(Data excerpts)
┌──
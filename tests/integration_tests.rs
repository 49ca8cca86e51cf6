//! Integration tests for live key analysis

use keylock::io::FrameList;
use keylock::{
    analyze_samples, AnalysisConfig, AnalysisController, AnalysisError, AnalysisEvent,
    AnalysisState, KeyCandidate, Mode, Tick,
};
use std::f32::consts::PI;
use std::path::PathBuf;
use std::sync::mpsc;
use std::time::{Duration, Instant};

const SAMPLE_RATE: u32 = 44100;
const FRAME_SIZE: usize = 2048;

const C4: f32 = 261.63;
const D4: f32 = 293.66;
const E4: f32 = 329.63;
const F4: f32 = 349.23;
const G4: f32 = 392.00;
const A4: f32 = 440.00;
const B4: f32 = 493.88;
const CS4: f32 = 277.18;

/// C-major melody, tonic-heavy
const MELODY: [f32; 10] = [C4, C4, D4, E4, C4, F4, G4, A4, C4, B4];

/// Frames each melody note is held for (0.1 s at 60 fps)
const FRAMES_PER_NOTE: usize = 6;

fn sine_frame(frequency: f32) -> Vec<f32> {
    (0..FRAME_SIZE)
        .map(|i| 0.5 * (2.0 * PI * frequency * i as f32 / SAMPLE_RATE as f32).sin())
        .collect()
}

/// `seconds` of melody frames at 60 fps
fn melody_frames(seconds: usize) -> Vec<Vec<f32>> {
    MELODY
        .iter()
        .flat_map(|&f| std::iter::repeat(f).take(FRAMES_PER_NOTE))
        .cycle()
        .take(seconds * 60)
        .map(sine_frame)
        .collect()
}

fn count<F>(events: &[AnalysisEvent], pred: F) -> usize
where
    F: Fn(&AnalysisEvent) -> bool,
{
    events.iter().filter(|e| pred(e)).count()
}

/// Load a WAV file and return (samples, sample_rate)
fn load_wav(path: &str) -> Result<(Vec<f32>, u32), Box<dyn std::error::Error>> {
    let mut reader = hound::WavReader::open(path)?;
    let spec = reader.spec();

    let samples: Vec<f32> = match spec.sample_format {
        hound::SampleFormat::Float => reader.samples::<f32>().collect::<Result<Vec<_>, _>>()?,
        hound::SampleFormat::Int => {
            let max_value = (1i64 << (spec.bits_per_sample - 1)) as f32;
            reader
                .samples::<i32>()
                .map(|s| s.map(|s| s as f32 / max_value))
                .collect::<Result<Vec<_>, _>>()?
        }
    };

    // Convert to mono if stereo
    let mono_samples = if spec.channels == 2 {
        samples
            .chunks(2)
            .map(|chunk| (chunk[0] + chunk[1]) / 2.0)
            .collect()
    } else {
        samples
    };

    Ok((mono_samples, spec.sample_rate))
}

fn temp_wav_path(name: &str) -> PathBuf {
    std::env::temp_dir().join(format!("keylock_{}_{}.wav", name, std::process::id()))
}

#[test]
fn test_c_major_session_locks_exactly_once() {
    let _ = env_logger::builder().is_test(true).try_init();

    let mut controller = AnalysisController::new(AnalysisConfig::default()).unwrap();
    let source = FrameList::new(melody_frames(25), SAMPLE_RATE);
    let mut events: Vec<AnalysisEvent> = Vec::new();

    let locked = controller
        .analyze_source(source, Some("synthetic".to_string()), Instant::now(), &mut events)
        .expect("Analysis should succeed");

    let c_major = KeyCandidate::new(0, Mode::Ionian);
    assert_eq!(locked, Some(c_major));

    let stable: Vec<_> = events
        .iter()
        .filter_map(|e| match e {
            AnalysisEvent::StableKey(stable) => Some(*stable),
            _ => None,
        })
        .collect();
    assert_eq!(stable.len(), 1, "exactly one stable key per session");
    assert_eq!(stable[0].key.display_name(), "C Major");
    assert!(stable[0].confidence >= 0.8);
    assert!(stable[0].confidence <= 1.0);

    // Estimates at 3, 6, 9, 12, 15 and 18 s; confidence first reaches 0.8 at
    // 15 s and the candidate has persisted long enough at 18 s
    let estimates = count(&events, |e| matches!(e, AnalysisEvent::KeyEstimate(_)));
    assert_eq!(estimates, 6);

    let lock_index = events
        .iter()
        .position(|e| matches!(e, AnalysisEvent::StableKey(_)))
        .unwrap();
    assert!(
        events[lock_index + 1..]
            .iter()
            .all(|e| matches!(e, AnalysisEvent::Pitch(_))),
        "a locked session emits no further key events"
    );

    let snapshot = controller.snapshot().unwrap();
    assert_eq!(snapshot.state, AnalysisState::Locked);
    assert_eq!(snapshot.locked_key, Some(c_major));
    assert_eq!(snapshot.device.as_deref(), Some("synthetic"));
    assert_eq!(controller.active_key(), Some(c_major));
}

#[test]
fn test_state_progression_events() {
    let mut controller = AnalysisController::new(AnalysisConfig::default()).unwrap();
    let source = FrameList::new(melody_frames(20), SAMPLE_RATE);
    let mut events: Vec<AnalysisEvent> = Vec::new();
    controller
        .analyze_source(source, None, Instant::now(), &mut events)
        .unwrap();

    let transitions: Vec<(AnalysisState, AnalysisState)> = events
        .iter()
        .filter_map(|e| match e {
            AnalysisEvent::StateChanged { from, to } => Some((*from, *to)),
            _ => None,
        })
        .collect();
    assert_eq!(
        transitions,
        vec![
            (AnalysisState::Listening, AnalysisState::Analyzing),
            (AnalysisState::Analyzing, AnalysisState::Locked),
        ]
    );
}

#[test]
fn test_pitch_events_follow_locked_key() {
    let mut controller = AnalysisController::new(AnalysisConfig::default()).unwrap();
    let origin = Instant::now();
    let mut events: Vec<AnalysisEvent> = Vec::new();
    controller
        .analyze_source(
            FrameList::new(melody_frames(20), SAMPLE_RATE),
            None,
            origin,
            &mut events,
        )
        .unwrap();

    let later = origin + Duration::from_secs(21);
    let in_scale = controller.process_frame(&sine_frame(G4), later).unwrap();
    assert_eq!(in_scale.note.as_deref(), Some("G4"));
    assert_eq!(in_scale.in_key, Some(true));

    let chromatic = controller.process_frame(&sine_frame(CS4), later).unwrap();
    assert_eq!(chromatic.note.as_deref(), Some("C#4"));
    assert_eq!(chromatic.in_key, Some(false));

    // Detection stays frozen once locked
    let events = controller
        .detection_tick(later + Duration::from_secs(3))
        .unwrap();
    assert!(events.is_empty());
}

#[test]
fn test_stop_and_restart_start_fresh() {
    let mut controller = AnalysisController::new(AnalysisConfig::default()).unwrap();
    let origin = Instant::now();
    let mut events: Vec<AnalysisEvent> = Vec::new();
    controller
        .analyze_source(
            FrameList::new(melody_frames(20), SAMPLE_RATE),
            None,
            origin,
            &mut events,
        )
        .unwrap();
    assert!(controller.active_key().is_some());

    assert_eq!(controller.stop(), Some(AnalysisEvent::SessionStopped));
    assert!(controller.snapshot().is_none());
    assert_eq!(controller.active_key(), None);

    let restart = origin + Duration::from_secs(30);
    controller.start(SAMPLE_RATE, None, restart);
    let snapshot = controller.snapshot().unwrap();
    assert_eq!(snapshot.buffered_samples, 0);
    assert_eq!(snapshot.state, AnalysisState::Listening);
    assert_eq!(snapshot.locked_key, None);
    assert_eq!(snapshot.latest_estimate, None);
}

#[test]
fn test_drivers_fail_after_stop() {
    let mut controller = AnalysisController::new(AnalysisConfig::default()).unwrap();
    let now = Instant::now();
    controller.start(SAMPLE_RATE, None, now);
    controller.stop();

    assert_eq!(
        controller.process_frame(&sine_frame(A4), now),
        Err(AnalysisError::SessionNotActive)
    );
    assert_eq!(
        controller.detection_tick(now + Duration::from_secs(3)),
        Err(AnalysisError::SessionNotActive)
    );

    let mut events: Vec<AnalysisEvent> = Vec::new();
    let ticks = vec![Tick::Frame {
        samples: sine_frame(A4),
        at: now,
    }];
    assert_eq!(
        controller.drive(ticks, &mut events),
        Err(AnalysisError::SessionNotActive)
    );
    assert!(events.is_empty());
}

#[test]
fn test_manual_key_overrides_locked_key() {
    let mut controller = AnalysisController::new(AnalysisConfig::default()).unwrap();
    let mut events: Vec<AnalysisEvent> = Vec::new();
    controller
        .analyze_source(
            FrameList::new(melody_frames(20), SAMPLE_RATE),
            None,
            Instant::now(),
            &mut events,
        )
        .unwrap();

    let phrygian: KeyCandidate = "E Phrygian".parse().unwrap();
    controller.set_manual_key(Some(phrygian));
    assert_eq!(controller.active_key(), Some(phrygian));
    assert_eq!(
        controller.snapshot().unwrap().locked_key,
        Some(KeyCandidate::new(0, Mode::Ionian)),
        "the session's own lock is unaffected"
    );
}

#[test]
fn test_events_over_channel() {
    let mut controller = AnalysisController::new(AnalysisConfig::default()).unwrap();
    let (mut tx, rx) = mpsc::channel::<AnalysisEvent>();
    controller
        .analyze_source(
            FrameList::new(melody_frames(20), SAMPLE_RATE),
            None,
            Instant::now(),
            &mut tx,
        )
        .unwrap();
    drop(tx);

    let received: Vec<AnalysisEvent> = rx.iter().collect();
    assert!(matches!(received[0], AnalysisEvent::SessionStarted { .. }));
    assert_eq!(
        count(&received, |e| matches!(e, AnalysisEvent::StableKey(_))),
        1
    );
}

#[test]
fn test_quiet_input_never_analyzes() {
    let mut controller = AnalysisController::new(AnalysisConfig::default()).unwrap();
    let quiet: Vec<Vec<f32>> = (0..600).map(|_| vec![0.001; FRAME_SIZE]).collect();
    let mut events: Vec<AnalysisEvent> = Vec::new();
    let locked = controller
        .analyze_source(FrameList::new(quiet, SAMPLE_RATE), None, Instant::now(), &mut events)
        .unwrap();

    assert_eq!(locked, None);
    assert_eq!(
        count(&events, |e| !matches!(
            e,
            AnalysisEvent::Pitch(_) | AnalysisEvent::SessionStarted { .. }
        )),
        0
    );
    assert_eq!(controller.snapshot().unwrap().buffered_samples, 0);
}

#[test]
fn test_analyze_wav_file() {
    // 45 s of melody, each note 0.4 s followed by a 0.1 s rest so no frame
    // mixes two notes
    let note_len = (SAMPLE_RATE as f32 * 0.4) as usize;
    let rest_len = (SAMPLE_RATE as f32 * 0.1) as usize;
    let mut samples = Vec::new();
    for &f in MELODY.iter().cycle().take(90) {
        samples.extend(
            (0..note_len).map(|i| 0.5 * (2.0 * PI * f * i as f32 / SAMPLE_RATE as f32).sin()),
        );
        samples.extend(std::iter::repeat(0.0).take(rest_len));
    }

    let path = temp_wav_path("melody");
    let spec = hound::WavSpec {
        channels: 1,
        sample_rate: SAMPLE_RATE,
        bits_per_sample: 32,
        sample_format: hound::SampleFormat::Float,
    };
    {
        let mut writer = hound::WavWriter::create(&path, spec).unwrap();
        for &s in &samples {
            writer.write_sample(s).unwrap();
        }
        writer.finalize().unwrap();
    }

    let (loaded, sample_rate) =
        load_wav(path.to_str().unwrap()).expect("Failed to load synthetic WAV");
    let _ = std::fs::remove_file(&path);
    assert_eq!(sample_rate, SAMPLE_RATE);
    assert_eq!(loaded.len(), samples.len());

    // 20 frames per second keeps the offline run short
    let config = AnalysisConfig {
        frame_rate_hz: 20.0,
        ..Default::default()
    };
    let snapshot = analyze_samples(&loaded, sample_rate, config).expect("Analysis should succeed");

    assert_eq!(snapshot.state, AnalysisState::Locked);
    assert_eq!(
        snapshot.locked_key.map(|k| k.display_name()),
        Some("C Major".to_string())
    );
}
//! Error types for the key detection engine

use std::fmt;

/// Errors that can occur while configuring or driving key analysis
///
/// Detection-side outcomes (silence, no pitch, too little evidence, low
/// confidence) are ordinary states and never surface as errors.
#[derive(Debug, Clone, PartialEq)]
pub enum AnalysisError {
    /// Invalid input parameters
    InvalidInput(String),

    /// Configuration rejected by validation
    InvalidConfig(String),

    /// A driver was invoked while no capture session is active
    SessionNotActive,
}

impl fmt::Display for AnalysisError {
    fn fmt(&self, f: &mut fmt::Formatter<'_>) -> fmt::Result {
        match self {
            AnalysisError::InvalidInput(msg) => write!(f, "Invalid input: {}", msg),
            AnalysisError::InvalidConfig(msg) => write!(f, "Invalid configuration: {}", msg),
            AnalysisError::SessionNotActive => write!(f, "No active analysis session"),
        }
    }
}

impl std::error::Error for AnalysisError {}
└──
• _WHAT YOU NEED TO DO_: Lines above with "while" in them are the ones to copy.

• _WRITTEN REPLY_:
/// Errors that can occur while configuring or driving key analysis
    /// A driver was invoked while no capture session is active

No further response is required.